Tuesday, March 24, 2015
This recent commentary about marijuana reform from The National Memo, which is headlined "Half A Heart On Marijuana Better Than No Heart At All," makes a powerful point about what some politicians say about modern marijuana reform in light of their own admitted history with this drug. Here are excerpts from the piece which caught my attention:
Jeb Bush admits to having smoked pot in high school. Actually, Bush’s dorm room at Phillips Academy Andover reportedly served as stoner central, where students would smoke hash to the strains of Steppenwolf’s “Magic Carpet Ride.”

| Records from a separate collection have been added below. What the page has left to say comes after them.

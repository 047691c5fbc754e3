/// Plugin header extraction
///
/// Header directives (`name:`, `version:`, `author:`) are read in a single
/// pass over the raw lines before any code is generated. The lines stay in
/// the document and are classified again like any other line.

/// Plugin name used when the script has no `name:` header
pub const DEFAULT_PLUGIN_NAME: &str = "UnnamedPlugin";

const INFO_MARKER: &str = "#info";
const NAME_KEY: &str = "name:";
const VERSION_KEY: &str = "version:";
const AUTHOR_KEY: &str = "author:";

/// Values read from the script header
#[derive(Debug, Clone, PartialEq, Eq)]
pub struct PluginMetadata {
    /// Class and artifact name
    pub name: String,
    pub version: Option<String>,
    pub author: Option<String>,
}

impl Default for PluginMetadata {
    fn default() -> Self {
        Self {
            name: DEFAULT_PLUGIN_NAME.to_string(),
            version: None,
            author: None,
        }
    }
}

/// Scan every line for header directives.
///
/// Keys are matched against the untrimmed line, so an indented `name:` is not
/// a header. When a key repeats, the last occurrence wins.
pub fn extract_metadata<'a>(lines: impl IntoIterator<Item = &'a str>) -> PluginMetadata {
    let mut metadata = PluginMetadata::default();

    for line in lines {
        if line.starts_with(INFO_MARKER) {
            continue;
        } else if line.starts_with(NAME_KEY) {
            metadata.name = header_value(line, NAME_KEY);
        } else if line.starts_with(VERSION_KEY) {
            metadata.version = Some(header_value(line, VERSION_KEY));
        } else if line.starts_with(AUTHOR_KEY) {
            metadata.author = Some(header_value(line, AUTHOR_KEY));
        }
    }

    metadata
}

/// Text between the first and second occurrence of `key`, with whitespace
/// and then double quotes stripped from both ends.
fn header_value(line: &str, key: &str) -> String {
    line.split(key)
        .nth(1)
        .unwrap_or_default()
        .trim()
        .trim_matches('"')
        .to_string()
}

Kids from modest backgrounds were being jailed at that time for doing far less. Today, even a minor drug conviction bars one from many jobs, including joining the military. Yet Florida’s former Republican governor evidently doesn’t think his illegal behavior should disqualify him from serving as commander in chief. Why would he? The current holder of that job, President Barack Obama, also admitted to smoking pot, as did his predecessor, Jeb’s brother George W. Bush.
If Jeb owned up to the rank injustice and fully supported ending the war on marijuana, that might lighten the hypocrisy factor. But Bush piously insists that he’s against legalizing marijuana. If states want to do it, that’s OK, he says. But that leaves the vast majority of Americans subject to arrest for smoking a joint after dinner.
Here’s an idea. Why doesn’t Bush volunteer to do the time behind bars that youths from less powerful families were being sentenced to in the 1960s? He could share a cell with Patrick Kennedy, the former liberal congressman from Rhode Island.
In the wee hours of May 4, 2006, Rep. Kennedy crashed his car into a barricade on Capitol Hill while under the influence of who knows how many controlled substances. He served in Congress for four more years, leaving at a time of his choosing. Kennedy is now a staunch foe of legalizing marijuana, but, like Bush, has not offered to do his time. Given Kennedy’s decades of addiction, that would be no small piece of change.
Many argue that marijuana at high potency and in great quantity can be harmful. That may be so, but the same is true of many things we can legally consume. If states’ rights is the excuse for easing up on the ludicrous drug war, so be it. Any change that makes life less miserable for good people — and saves the taxpayers huge sums — is to be cheered. But oh, the waste!